** RECORDS follows **

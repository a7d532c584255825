//! Numeric builtins
//!
//! Thin wrappers over [`schist_core::Number`]: every operation promotes its
//! operands and dispatches there. The variadic operators fold left to right.

use std::cmp::Ordering;
use std::rc::Rc;

use schist_core::{Env, Number, Result, SchemeError, Value};

use crate::args;
use crate::builtins::bind;

pub fn install(env: &Rc<Env>) {
    bind(env, "number?", number_p);
    bind(env, "complex?", number_p);
    bind(env, "real?", number_p);
    bind(env, "rational?", rational_p);
    bind(env, "integer?", integer_p);
    bind(env, "exact?", exact_p);
    bind(env, "inexact?", inexact_p);
    bind(env, "zero?", zero_p);
    bind(env, "positive?", positive_p);
    bind(env, "negative?", negative_p);
    bind(env, "even?", even_p);
    bind(env, "odd?", odd_p);
    bind(env, "+", add);
    bind(env, "-", sub);
    bind(env, "*", mul);
    bind(env, "/", div);
    bind(env, "=", num_eq);
    bind(env, "<", num_lt);
    bind(env, "<=", num_le);
    bind(env, ">", num_gt);
    bind(env, ">=", num_ge);
    bind(env, "min", min);
    bind(env, "max", max);
    bind(env, "abs", abs);
    bind(env, "sqrt", sqrt);
    bind(env, "expt", expt);
    bind(env, "quotient", quotient);
    bind(env, "remainder", remainder);
    bind(env, "modulo", modulo);
    bind(env, "gcd", gcd);
    bind(env, "lcm", lcm);
    bind(env, "numerator", numerator);
    bind(env, "denominator", denominator);
    bind(env, "floor", floor);
    bind(env, "ceiling", ceiling);
    bind(env, "truncate", truncate);
    bind(env, "round", round);
    bind(env, "exact->inexact", exact_to_inexact);
    bind(env, "inexact->exact", inexact_to_exact);
    bind(env, "string->number", string_to_number);
    bind(env, "number->string", number_to_string);
}

fn numbers(name: &'static str, values: &[Value]) -> Result<Vec<Rc<Number>>> {
    values.iter().map(|v| args::number(name, v)).collect()
}

fn number_p(_env: &Rc<Env>, arguments: &[Value]) -> Result<Value> {
    args::exactly("number?", 1, arguments)?;
    Ok(Value::Boolean(matches!(arguments[0], Value::Number(_))))
}

/// Every number in this tower denotes a rational (reals are decimals).
fn rational_p(_env: &Rc<Env>, arguments: &[Value]) -> Result<Value> {
    args::exactly("rational?", 1, arguments)?;
    Ok(Value::Boolean(matches!(arguments[0], Value::Number(_))))
}

fn integer_p(_env: &Rc<Env>, arguments: &[Value]) -> Result<Value> {
    args::exactly("integer?", 1, arguments)?;
    Ok(Value::Boolean(match &arguments[0] {
        Value::Number(n) => n.is_integer(),
        _ => false,
    }))
}

fn exact_p(_env: &Rc<Env>, arguments: &[Value]) -> Result<Value> {
    args::exactly("exact?", 1, arguments)?;
    Ok(Value::Boolean(args::number("exact?", &arguments[0])?.is_exact()))
}

fn inexact_p(_env: &Rc<Env>, arguments: &[Value]) -> Result<Value> {
    args::exactly("inexact?", 1, arguments)?;
    Ok(Value::Boolean(!args::number("inexact?", &arguments[0])?.is_exact()))
}

fn zero_p(_env: &Rc<Env>, arguments: &[Value]) -> Result<Value> {
    args::exactly("zero?", 1, arguments)?;
    Ok(Value::Boolean(args::number("zero?", &arguments[0])?.is_zero()))
}

fn positive_p(_env: &Rc<Env>, arguments: &[Value]) -> Result<Value> {
    args::exactly("positive?", 1, arguments)?;
    Ok(Value::Boolean(args::number("positive?", &arguments[0])?.is_positive()))
}

fn negative_p(_env: &Rc<Env>, arguments: &[Value]) -> Result<Value> {
    args::exactly("negative?", 1, arguments)?;
    Ok(Value::Boolean(args::number("negative?", &arguments[0])?.is_negative()))
}

fn even_p(_env: &Rc<Env>, arguments: &[Value]) -> Result<Value> {
    args::exactly("even?", 1, arguments)?;
    Ok(Value::Boolean(args::number("even?", &arguments[0])?.is_even()?))
}

fn odd_p(_env: &Rc<Env>, arguments: &[Value]) -> Result<Value> {
    args::exactly("odd?", 1, arguments)?;
    Ok(Value::Boolean(args::number("odd?", &arguments[0])?.is_odd()?))
}

fn add(_env: &Rc<Env>, arguments: &[Value]) -> Result<Value> {
    let operands = numbers("+", arguments)?;
    let mut acc = Number::from_i64(0);
    for n in &operands {
        acc = acc.add(n);
    }
    Ok(Value::number(acc))
}

fn sub(_env: &Rc<Env>, arguments: &[Value]) -> Result<Value> {
    args::at_least("-", 1, arguments)?;
    let operands = numbers("-", arguments)?;
    if operands.len() == 1 {
        return Ok(Value::number(operands[0].negate()));
    }
    let mut acc = (*operands[0]).clone();
    for n in &operands[1..] {
        acc = acc.sub(n);
    }
    Ok(Value::number(acc))
}

fn mul(_env: &Rc<Env>, arguments: &[Value]) -> Result<Value> {
    let operands = numbers("*", arguments)?;
    let mut acc = Number::from_i64(1);
    for n in &operands {
        acc = acc.mul(n);
    }
    Ok(Value::number(acc))
}

fn div(_env: &Rc<Env>, arguments: &[Value]) -> Result<Value> {
    args::at_least("/", 1, arguments)?;
    let operands = numbers("/", arguments)?;
    if operands.len() == 1 {
        return Ok(Value::number(operands[0].reciprocal()?));
    }
    let mut acc = (*operands[0]).clone();
    for n in &operands[1..] {
        acc = acc.div(n)?;
    }
    Ok(Value::number(acc))
}

fn chain(
    name: &'static str,
    arguments: &[Value],
    accept: fn(Ordering) -> bool,
) -> Result<Value> {
    args::at_least(name, 2, arguments)?;
    let operands = numbers(name, arguments)?;
    let holds = operands
        .windows(2)
        .all(|w| accept(w[0].compare(&w[1])));
    Ok(Value::Boolean(holds))
}

fn num_eq(_env: &Rc<Env>, arguments: &[Value]) -> Result<Value> {
    chain("=", arguments, |o| o == Ordering::Equal)
}

fn num_lt(_env: &Rc<Env>, arguments: &[Value]) -> Result<Value> {
    chain("<", arguments, |o| o == Ordering::Less)
}

fn num_le(_env: &Rc<Env>, arguments: &[Value]) -> Result<Value> {
    chain("<=", arguments, |o| o != Ordering::Greater)
}

fn num_gt(_env: &Rc<Env>, arguments: &[Value]) -> Result<Value> {
    chain(">", arguments, |o| o == Ordering::Greater)
}

fn num_ge(_env: &Rc<Env>, arguments: &[Value]) -> Result<Value> {
    chain(">=", arguments, |o| o != Ordering::Less)
}

/// The winning operand is returned unchanged, exactness and all.
fn extremum(name: &'static str, arguments: &[Value], keep: fn(Ordering) -> bool) -> Result<Value> {
    args::at_least(name, 1, arguments)?;
    let operands = numbers(name, arguments)?;
    let mut winner = 0;
    for (i, n) in operands.iter().enumerate().skip(1) {
        if keep(n.compare(&operands[winner])) {
            winner = i;
        }
    }
    Ok(arguments[winner].clone())
}

fn min(_env: &Rc<Env>, arguments: &[Value]) -> Result<Value> {
    extremum("min", arguments, |o| o == Ordering::Less)
}

fn max(_env: &Rc<Env>, arguments: &[Value]) -> Result<Value> {
    extremum("max", arguments, |o| o == Ordering::Greater)
}

fn abs(_env: &Rc<Env>, arguments: &[Value]) -> Result<Value> {
    args::exactly("abs", 1, arguments)?;
    Ok(Value::number(args::number("abs", &arguments[0])?.abs()))
}

fn sqrt(_env: &Rc<Env>, arguments: &[Value]) -> Result<Value> {
    args::exactly("sqrt", 1, arguments)?;
    Ok(Value::number(args::number("sqrt", &arguments[0])?.sqrt()?))
}

fn quotient(_env: &Rc<Env>, arguments: &[Value]) -> Result<Value> {
    args::exactly("quotient", 2, arguments)?;
    let a = args::number("quotient", &arguments[0])?;
    let b = args::number("quotient", &arguments[1])?;
    Ok(Value::number(a.quotient(&b)?))
}

fn remainder(_env: &Rc<Env>, arguments: &[Value]) -> Result<Value> {
    args::exactly("remainder", 2, arguments)?;
    let a = args::number("remainder", &arguments[0])?;
    let b = args::number("remainder", &arguments[1])?;
    Ok(Value::number(a.remainder(&b)?))
}

fn modulo(_env: &Rc<Env>, arguments: &[Value]) -> Result<Value> {
    args::exactly("modulo", 2, arguments)?;
    let a = args::number("modulo", &arguments[0])?;
    let b = args::number("modulo", &arguments[1])?;
    Ok(Value::number(a.modulo(&b)?))
}

fn expt(_env: &Rc<Env>, arguments: &[Value]) -> Result<Value> {
    args::exactly("expt", 2, arguments)?;
    let base = args::number("expt", &arguments[0])?;
    let exponent = args::number("expt", &arguments[1])?;
    Ok(Value::number(base.expt(&exponent)?))
}

/// `gcd`/`lcm` fold pairwise; with no arguments they are 0 and 1.
fn gcd(_env: &Rc<Env>, arguments: &[Value]) -> Result<Value> {
    let operands = numbers("gcd", arguments)?;
    let mut acc = Number::from_i64(0);
    for n in &operands {
        acc = acc.gcd(n)?;
    }
    Ok(Value::number(acc))
}

fn lcm(_env: &Rc<Env>, arguments: &[Value]) -> Result<Value> {
    let operands = numbers("lcm", arguments)?;
    let mut acc = Number::from_i64(1);
    for n in &operands {
        acc = acc.lcm(n)?;
    }
    Ok(Value::number(acc))
}

fn numerator(_env: &Rc<Env>, arguments: &[Value]) -> Result<Value> {
    args::exactly("numerator", 1, arguments)?;
    Ok(Value::number(args::number("numerator", &arguments[0])?.numerator()?))
}

fn denominator(_env: &Rc<Env>, arguments: &[Value]) -> Result<Value> {
    args::exactly("denominator", 1, arguments)?;
    Ok(Value::number(
        args::number("denominator", &arguments[0])?.denominator()?,
    ))
}

fn floor(_env: &Rc<Env>, arguments: &[Value]) -> Result<Value> {
    args::exactly("floor", 1, arguments)?;
    Ok(Value::number(args::number("floor", &arguments[0])?.floor()))
}

fn ceiling(_env: &Rc<Env>, arguments: &[Value]) -> Result<Value> {
    args::exactly("ceiling", 1, arguments)?;
    Ok(Value::number(args::number("ceiling", &arguments[0])?.ceiling()))
}

fn truncate(_env: &Rc<Env>, arguments: &[Value]) -> Result<Value> {
    args::exactly("truncate", 1, arguments)?;
    Ok(Value::number(args::number("truncate", &arguments[0])?.truncate()))
}

fn round(_env: &Rc<Env>, arguments: &[Value]) -> Result<Value> {
    args::exactly("round", 1, arguments)?;
    Ok(Value::number(args::number("round", &arguments[0])?.round()))
}

fn exact_to_inexact(_env: &Rc<Env>, arguments: &[Value]) -> Result<Value> {
    args::exactly("exact->inexact", 1, arguments)?;
    Ok(Value::number(
        args::number("exact->inexact", &arguments[0])?.to_inexact(),
    ))
}

fn inexact_to_exact(_env: &Rc<Env>, arguments: &[Value]) -> Result<Value> {
    args::exactly("inexact->exact", 1, arguments)?;
    Ok(Value::number(
        args::number("inexact->exact", &arguments[0])?.to_exact(),
    ))
}

/// Only radix 10 is supported; any other radix argument is an error.
fn check_radix(name: &'static str, radix: Option<&Value>) -> Result<()> {
    let Some(radix) = radix else { return Ok(()) };
    let n = args::number(name, radix)?;
    if n.to_i64() == Some(10) {
        Ok(())
    } else {
        Err(SchemeError::eval(format!("{name}: only radix 10 is supported")))
    }
}

fn string_to_number(_env: &Rc<Env>, arguments: &[Value]) -> Result<Value> {
    args::between("string->number", 1, 2, arguments)?;
    check_radix("string->number", arguments.get(1))?;
    let text = args::string("string->number", &arguments[0])?.to_text();
    Ok(match Number::parse(&text) {
        Some(n) => Value::number(n),
        None => Value::Boolean(false),
    })
}

fn number_to_string(_env: &Rc<Env>, arguments: &[Value]) -> Result<Value> {
    args::between("number->string", 1, 2, arguments)?;
    check_radix("number->string", arguments.get(1))?;
    let n = args::number("number->string", &arguments[0])?;
    Ok(Value::string(&n.to_string()))
}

** End of RECORDS **

[TASK DETAILS]
Each line of the entries holding the string "exponent" should be found and copied.

[EXPECTED ANSWER]
    let exponent = args::number("expt", &arguments[1])?;
    Ok(Value::number(base.expt(&exponent)?))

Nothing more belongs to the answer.